Surrey AI spinout wins £1m Manchester Prize for biogas tech

TL;DR:

  • BiofuelAi, a University of Surrey spinout, has won the government’s £1m Manchester Prize for AI that optimises biogas plants.
  • Its platform builds a digital twin of anaerobic digestion sites; pilots showed revenue up 6–10% and carbon emissions down 28%.
  • The award highlights AI’s growing role in the UK’s energy transition.

A Guildford startup has won the UK government’s £1m Manchester Prize for AI software that helps biogas plants run more efficiently. BiofuelAi, a University of Surrey spinout based at the Surrey Technology Centre, took the award for a decision-support platform that helps anaerobic digestion operators boost energy output while cutting costs and emissions.

Digital twins for a low-data industry

The platform creates a digital twin of a biogas plant, combining mechanistic modelling, machine learning and hybrid AI to give operators real-time insight into the biological processes inside digesters. In pilot trials, sites saw revenue rise 6–10%, profit improve 7–13% and carbon emissions fall 28%. “The biogas industry is one of the least data-driven sectors in energy,” said chief executive Alan Beesley, noting plants are still “largely managed through spreadsheets and operator experience”.

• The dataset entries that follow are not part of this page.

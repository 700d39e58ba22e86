//! # Frame
//!
//! $$
//! X\in\mathbb R^{n\times d},\qquad \text{columns}=(c_1,\dots,c_d)
//! $$
//!
//! Numeric matrix with column names, used only at the public boundary.
//!
use ndarray::Array2;
use ndarray::ArrayView1;

use crate::error::CopulaError;
use crate::error::Result;

#[derive(Debug, Clone, PartialEq)]
pub struct LabeledMatrix {
  columns: Vec<String>,
  values: Array2<f64>,
}

impl LabeledMatrix {
  pub fn new<S: Into<String>>(columns: Vec<S>, values: Array2<f64>) -> Result<Self> {
    let columns: Vec<String> = columns.into_iter().map(Into::into).collect();
    if columns.len() != values.ncols() {
      return Err(CopulaError::LabelMismatch {
        labels: columns.len(),
        width: values.ncols(),
      });
    }

    Ok(Self { columns, values })
  }

  pub fn columns(&self) -> &[String] {
    &self.columns
  }

  pub fn values(&self) -> &Array2<f64> {
    &self.values
  }

  /// Column by name.
  pub fn column(&self, name: &str) -> Option<ArrayView1<'_, f64>> {
    self
      .columns
      .iter()
      .position(|c| c == name)
      .map(|j| self.values.column(j))
  }

  pub fn into_parts(self) -> (Vec<String>, Array2<f64>) {
    (self.columns, self.values)
  }
}

#[cfg(test)]
mod tests {
  use ndarray::array;

  use super::*;

  #[test]
  fn labels_must_match_width() {
    let err = LabeledMatrix::new(vec!["a"], array![[1.0, 2.0]]).unwrap_err();
    assert_eq!(err, CopulaError::LabelMismatch { labels: 1, width: 2 });
  }

  #[test]
  fn columns_are_addressable_by_name() {
    let frame = LabeledMatrix::new(vec!["x", "y"], array![[1.0, 2.0], [3.0, 4.0]]).unwrap();
    assert_eq!(frame.column("y").unwrap().to_vec(), vec![2.0, 4.0]);
    assert!(frame.column("z").is_none());

    let (columns, values) = frame.into_parts();
    assert_eq!(columns, vec!["x".to_string(), "y".to_string()]);
    assert_eq!(values.dim(), (2, 2));
  }
}
//! Error types for copula construction and evaluation

use thiserror::Error;

/// Result type alias using the crate's [`CopulaError`]
pub type Result<T> = std::result::Result<T, CopulaError>;

/// Broad class of a failure.
#[derive(Debug, Clone, Copy, PartialEq, Eq)]
pub enum ErrorKind {
  /// An argument had the wrong type (e.g. a fractional Stirling index).
  Type,
  /// An argument had the right type but an invalid value.
  Value,
  /// The operation is not defined for the copula's current configuration.
  Precondition,
}

/// Errors that can occur while building or evaluating copulas
#[derive(Error, Debug, Clone, PartialEq)]
pub enum CopulaError {
  /// Stirling arguments that are not integers
  #[error("<k> and <n> must both be integers")]
  NotInteger,

  /// Stirling `k` outside `[0, n]`
  #[error("<k> must be in the range of [0, <n>] (got k = {k}, n = {n})")]
  OutOfRange {
    /// Number of elements
    n: i64,
    /// Number of cycles / blocks
    k: i64,
  },

  /// Stirling number too large for 128-bit integers
  #[error("Stirling number for n = {n}, k = {k} overflows 128-bit integers")]
  Overflow {
    /// Number of elements
    n: u64,
    /// Number of cycles / blocks
    k: u64,
  },

  /// Theta is not a real number
  #[error("theta must be a float, got {0}")]
  InvalidTheta(f64),

  /// Exponent of the `sign_ff` binomial outside `(0, 1]`
  #[error("alpha must be in (0, 1], got {0}")]
  InvalidAlpha(f64),

  /// Copula dimension below two
  #[error("dim must be >= 2, got {0}")]
  InvalidDimension(usize),

  /// Negative theta requested for a copula of dimension above two
  #[error("theta can only be negative when dim = 2 (got theta = {theta}, dim = {dim})")]
  NegativeTheta {
    /// Requested theta
    theta: f64,
    /// Copula dimension
    dim: usize,
  },

  /// Theta outside the family's parameter space
  #[error("theta for the {family} copula must be in [{lower}, {upper}] and not in {invalid:?}, got {theta}")]
  ThetaOutOfBounds {
    /// Family name
    family: &'static str,
    /// Requested theta
    theta: f64,
    /// Lower bound (inclusive)
    lower: f64,
    /// Upper bound (inclusive)
    upper: f64,
    /// Excluded values inside the bounds
    invalid: Vec<f64>,
  },

  /// Unsupported Archimedean family name
  #[error("Unknown family of Archimedean copula: {0}. Use one of clayton, frank, amh, gumbel, joe")]
  UnknownFamily(String),

  /// Unsupported smoothing mode
  #[error("Smoothing must be 'none', 'beta' or 'checkerboard', got '{0}'")]
  UnknownSmoothing(String),

  /// Unsupported tie-breaking method
  #[error("ties must be one of 'average', 'min', 'max', 'dense' or 'ordinal', got '{0}'")]
  UnknownTies(String),

  /// Unsupported derivative degree for `dipsi`
  #[error("only the first two derivatives of ipsi are available, got degree {0}")]
  UnsupportedDerivative(usize),

  /// Input outside `[-EPSILON, 1 + EPSILON]`
  #[error("input array must be pseudo observations")]
  NotPseudoObservations,

  /// Density requested from an empirical copula without beta smoothing
  #[error("Empirical Copula only has density (PDF) for 'beta' smoothing")]
  PdfRequiresBetaSmoothing,

  /// Operation only defined for bivariate copulas
  #[error("{op} is only available for bivariate copulas, got dim = {dim}")]
  BivariateOnly {
    /// Operation name
    op: &'static str,
    /// Copula dimension
    dim: usize,
  },

  /// Input column count does not match the copula dimension
  #[error("input has {got} columns but the copula has dimension {expected}")]
  DimensionMismatch {
    /// Copula dimension
    expected: usize,
    /// Columns supplied
    got: usize,
  },

  /// Data set without observations
  #[error("data must contain at least one observation")]
  EmptyData,

  /// Column labels that do not match the matrix width
  #[error("{labels} column labels supplied for a matrix with {width} columns")]
  LabelMismatch {
    /// Number of labels
    labels: usize,
    /// Matrix width
    width: usize,
  },

  /// A distribution could not be built from the derived parameters
  #[error("invalid distribution parameters: {0}")]
  Distribution(String),

  /// Root search failed while inverting a conditional distribution
  #[error("root search failed: {0}")]
  RootSearch(String),
}

impl CopulaError {
  /// Classifies the failure.
  pub fn kind(&self) -> ErrorKind {
    match self {
      CopulaError::NotInteger | CopulaError::InvalidTheta(_) => ErrorKind::Type,
      CopulaError::PdfRequiresBetaSmoothing | CopulaError::BivariateOnly { .. } => {
        ErrorKind::Precondition
      }
      _ => ErrorKind::Value,
    }
  }
}

#[cfg(test)]
mod tests {
  use super::CopulaError;
  use super::ErrorKind;

  #[test]
  fn messages_keep_contract_wording() {
    assert_eq!(
      CopulaError::NotInteger.to_string(),
      "<k> and <n> must both be integers"
    );
    assert!(CopulaError::OutOfRange { n: 4, k: 6 }
      .to_string()
      .contains("<k> must be in the range of [0, <n>]"));
    assert!(CopulaError::UnknownFamily("student".into())
      .to_string()
      .contains("clayton, frank, amh, gumbel, joe"));
  }

  #[test]
  fn kinds_follow_failure_class() {
    assert_eq!(CopulaError::NotInteger.kind(), ErrorKind::Type);
    assert_eq!(CopulaError::InvalidTheta(f64::NAN).kind(), ErrorKind::Type);
    assert_eq!(CopulaError::OutOfRange { n: 4, k: -1 }.kind(), ErrorKind::Value);
    assert_eq!(CopulaError::NotPseudoObservations.kind(), ErrorKind::Value);
    assert_eq!(
      CopulaError::PdfRequiresBetaSmoothing.kind(),
      ErrorKind::Precondition
    );
  }
}
//! # Special
//!
//! $$
//! \log\sum_i e^{x_i}=m+\log\sum_i e^{x_i-m},\qquad m=\max_i x_i
//! $$
//!
//! Log-domain helpers used by the generator closed forms, the sign of the
//! falling-factorial series terms, plus exact combinatorial coefficients in
//! [`stirling`].
//!
pub mod stirling;

pub use stirling::stirling_first;
pub use stirling::stirling_first_all;
pub use stirling::stirling_first_signed;
pub use stirling::stirling_second;
pub use stirling::stirling_second_all;

use std::f64::consts::LN_2;

use crate::error::CopulaError;
use crate::error::Result;

/// `ln(1 - e^{-x})` for `x >= 0`.
///
/// Switches between `ln(-expm1(-x))` and `ln1p(-exp(-x))` at `ln 2`
/// (Mächler, "Accurately Computing log(1 - exp(-|a|))", 2012).
pub fn log1mexp(x: f64) -> f64 {
  if x <= LN_2 {
    (-(-x).exp_m1()).ln()
  } else {
    (-(-x).exp()).ln_1p()
  }
}

/// `ln(1 + e^{x})` without overflow for large `x`.
pub fn log1pexp(x: f64) -> f64 {
  if x <= -37.0 {
    x.exp()
  } else if x <= 18.0 {
    x.exp().ln_1p()
  } else if x <= 33.3 {
    x + (-x).exp()
  } else {
    x
  }
}

/// `ln|e^{x} - 1|`, accurate for small `|x|` and free of overflow for large `x`.
pub fn log_abs_expm1(x: f64) -> f64 {
  if x > 0.0 {
    x + log1mexp(x)
  } else {
    log1mexp(-x)
  }
}

/// Log-sum-exp of a slice of log-values.
///
/// Returns `-inf` for an empty slice or when every term is `-inf`.
pub fn log_sum(x: &[f64]) -> f64 {
  let m = x.iter().copied().fold(f64::NEG_INFINITY, f64::max);
  if !m.is_finite() {
    return m;
  }

  m + x.iter().map(|&xi| (xi - m).exp()).sum::<f64>().ln()
}

/// Polynomial evaluation via the Horner scheme.
///
/// Evaluates `coef[0] + coef[1] x + ... + coef[p] x^p`; an empty
/// coefficient slice is the zero polynomial.
pub fn polyn_eval(coef: &[f64], x: f64) -> f64 {
  coef.iter().rev().fold(0.0, |acc, &c| c + acc * x)
}

/// Sign of `binom(alpha j, d) (-1)^(d - j)`, one of `-1`, `0` or `1`.
///
/// This is the sign of the `j`-th term in the series expansions of the
/// higher-order Gumbel and Joe generator derivatives. The binomial vanishes
/// when `alpha j` is an integer below `d`.
///
/// # Errors
/// [`CopulaError::InvalidAlpha`] unless `0 < alpha <= 1`.
pub fn sign_ff(alpha: f64, j: u64, d: u64) -> Result<f64> {
  if !(alpha > 0.0 && alpha <= 1.0) {
    return Err(CopulaError::InvalidAlpha(alpha));
  }

  let x = alpha * j as f64;
  // negative factors among x, x - 1, ..., x - d + 1
  let negative = if x.fract() == 0.0 {
    if x < d as f64 {
      return Ok(0.0);
    }
    0
  } else {
    d.saturating_sub(x.ceil() as u64)
  };

  Ok(if (negative % 2 + d.abs_diff(j) % 2) % 2 == 0 {
    1.0
  } else {
    -1.0
  })
}
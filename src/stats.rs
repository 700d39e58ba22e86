//! # Stats
//!
//! $$
//! \hat U_{ij}=\frac{R_{ij}}{n+1}
//! $$
//!
pub mod ranks;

Run by DSIT and delivered by Challenge Works, the Manchester Prize rewards UK-led AI with public benefit. Science Minister Lord Vallance framed the win as “British AI leadership in practice … not AI as an abstract idea, but something that delivers results”. The company, which has drawn more than £1.5m in research funding, is onboarding three further sites and projects its technology could generate over £500m in client value over five years and mitigate around 293,000 tonnes of CO2-equivalent emissions a year by 2030.

Looking forward

The award signals where UK industrial policy wants AI to land — applied to hard, unglamorous problems with measurable returns. As ministers tie energy security to squeezing more from domestic resources, optimising existing infrastructure such as biogas plants offers a route to renewable capacity without major new build, if the results hold beyond pilots.